**AIM OF THE TASK:**
Which lines run from the line with "Each request goes" through the line with "async fn process_task(transport: &dyn" in the entries below? Print them exactly, both ends included, and nothing more.

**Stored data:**
☆ ☆ ☆

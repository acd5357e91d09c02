//! Engine - main scrape orchestration logic
//!
//! This module contains the loop that drives every registered task:
//! - Running the task's middleware hooks around the task and each fetch
//! - Fetching requests through the transport
//! - Handing pages to the scraper and records to the writers
//! - Applying the retry policy to failed fetches

use crate::config::{BrowserConfig, HttpConfig};
use crate::crawler::fetcher::{HttpTransport, Transport};
use crate::crawler::task::{FailedRequest, Task, TaskState};
use crate::crawler::browser::BrowserTransport;
use crate::crawler::RetryDecision;
use crate::Result;

/// Runs tasks one after another against a single transport
///
/// Tasks run in registration order and each is drained completely before the
/// next one starts. Within a task, requests are fetched one at a time.
///
/// # Example
///
/// ```no_run
/// use scrapyard::crawler::scraper_fn;
/// use scrapyard::output::LogWriter;
/// use scrapyard::{Engine, LogMiddleware, Record, Task};
///
/// # async fn run() -> scrapyard::Result<()> {
/// let task = Task::new(
///     "titles",
///     scraper_fn(|response, _| {
///         let title = response.css("title", |e| e.text())?;
///         Ok(vec![Record::new().with("title", title)])
///     }),
/// )
/// .with_request("https://example.com/")
/// .with_middleware(LogMiddleware::new())
/// .with_writer(LogWriter::new());
///
/// let mut engine = Engine::builder().build()?;
/// engine.scrap(task).start().await?;
/// # Ok(())
/// # }
/// ```
pub struct Engine {
    transport: Box<dyn Transport>,
    tasks: Vec<Task>,
}

impl Engine {
    /// Creates an engine that fetches through `transport`
    pub fn new(transport: impl Transport + 'static) -> Self {
        Self::with_boxed_transport(Box::new(transport))
    }

    pub fn with_boxed_transport(transport: Box<dyn Transport>) -> Self {
        Self {
            transport,
            tasks: Vec::new(),
        }
    }

    /// Starts building an engine with a default transport
    pub fn builder() -> EngineBuilder {
        EngineBuilder::default()
    }

    /// Registers a task; the same scrap may be registered more than once
    pub fn scrap(&mut self, task: Task) -> &mut Self {
        tracing::debug!("Registered task '{}'", task.name());
        self.tasks.push(task);
        self
    }

    pub fn tasks(&self) -> &[Task] {
        &self.tasks
    }

    /// First registered task with this name
    pub fn task(&self, name: &str) -> Option<&Task> {
        self.tasks.iter().find(|t| t.name() == name)
    }

    pub fn into_tasks(self) -> Vec<Task> {
        self.tasks
    }

    /// Requests dropped by any task, with the name of their task
    pub fn failed_requests(&self) -> impl Iterator<Item = (&str, &FailedRequest)> {
        self.tasks
            .iter()
            .flat_map(|task| task.failed_requests().iter().map(move |f| (task.name(), f)))
    }

    /// Runs every registered task to completion
    ///
    /// Fetch failures are handled by the retry policy and never returned.
    /// Errors from middleware hooks, scrapers and writers abort the run.
    /// The transport is closed in both cases.
    pub async fn start(&mut self) -> Result<()> {
        let transport = self.transport.as_ref();
        let mut result = Ok(());

        for task in self.tasks.iter_mut() {
            if let Err(e) = run_task(transport, task).await {
                tracing::error!("Task '{}' aborted: {}", task.name(), e);
                result = Err(e);
                break;
            }
        }

        if let Err(e) = transport.close().await {
            tracing::warn!("Failed to close transport: {}", e);
        }

        result
    }
}

impl std::fmt::Debug for Engine {
    fn fmt(&self, f: &mut std::fmt::Formatter<'_>) -> std::fmt::Result {
        f.debug_struct("Engine").field("tasks", &self.tasks).finish()
    }
}

/// Brackets one task with its `before_all` and `after_all` hooks
async fn run_task(transport: &dyn Transport, task: &mut Task) -> Result<()> {
    task.state = TaskState::Running;
    tracing::info!(
        "Starting task '{}' with {} request(s)",
        task.name(),
        task.pending()
    );
    let start_time = std::time::Instant::now();

    let info = task.info();
    task.middlewares.before_all(&info).await?;

    process_task(transport, task).await?;

    let info = task.info();
    task.middlewares.after_all(&info).await?;
    task.state = TaskState::Done;

    let stats = task.stats();
    tracing::info!(
        "Task '{}' done in {:.2}s: {} fetched, {} failed attempts, {} dropped, {} records",
        task.name(),
        start_time.elapsed().as_secs_f64(),
        stats.fetched,
        stats.fetch_failures,
        stats.dropped,
        stats.records_written
    );
    Ok(())
}

/// Drains the task's queue
///
/// Each request goes through `before_request`, the fetch, `after_request`,
/// the scraper and the writers. A failed fetch skips everything after it and
/// goes to the retry policy.
async fn process_task(transport: &dyn Transport, task: &mut Task) -> Result<()> {
    while let Some(request) = task.next_request() {
        let info = task.info();
        task.middlewares.before_request(&info, &request).await?;

        let response = match transport.fetch(&request).await {
            Ok(response) => response,
            Err(error) => {
                let url = request.url().to_string();
                let decision = if error.is_retryable() {
                    task.fail_request_with(request, &error)
                } else {
                    task.abandon_request(request, &error)
                };

                tracing::error!(
                    url = %url,
                    fail_count = decision.fail_count(),
                    "Failed to fetch {}: {}",
                    url,
                    error
                );
                if let RetryDecision::Dropped { fail_count } = decision {
                    tracing::warn!("Giving up on {} after {} attempt(s)", url, fail_count);
                }
                continue;
            }
        };

        task.stats.fetched += 1;
        task.middlewares
            .after_request(&info, &request, &response)
            .await?;

        let records = task.parse(&response)?;
        tracing::debug!(
            "{} gave {} record(s), {} request(s) pending",
            response.url(),
            records.len(),
            task.pending()
        );
        for record in &records {
            task.deliver(record)?;
        }
    }

    tracing::info!("Queue of task '{}' is empty", task.name());
    Ok(())
}

/// Builder for an [`Engine`] with one of the stock transports
#[derive(Default)]
pub struct EngineBuilder {
    http: HttpConfig,
    browser: Option<BrowserConfig>,
    transport: Option<Box<dyn Transport>>,
}

impl EngineBuilder {
    /// Settings for the HTTP transport (the default)
    pub fn http(mut self, config: HttpConfig) -> Self {
        self.http = config;
        self
    }

    /// Fetches through headless Chrome instead of plain HTTP
    pub fn browser(mut self, config: BrowserConfig) -> Self {
        self.browser = Some(config);
        self
    }

    /// Uses a custom transport; overrides the other settings
    pub fn transport(mut self, transport: impl Transport + 'static) -> Self {
        self.transport = Some(Box::new(transport));
        self
    }

    pub fn build(self) -> Result<Engine> {
        let transport: Box<dyn Transport> = match (self.transport, self.browser) {
            (Some(transport), _) => transport,
            (None, Some(browser)) => Box::new(BrowserTransport::new(&browser)?),
            (None, None) => Box::new(HttpTransport::new(&self.http)?),
        };
        Ok(Engine::with_boxed_transport(transport))
    }
}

☆ ☆ ☆

**REPLY:**
/// Each request goes through `before_request`, the fetch, `after_request`,
/// the scraper and the writers. A failed fetch skips everything after it and
/// goes to the retry policy.
async fn process_task(transport: &dyn Transport, task: &mut Task) -> Result<()> {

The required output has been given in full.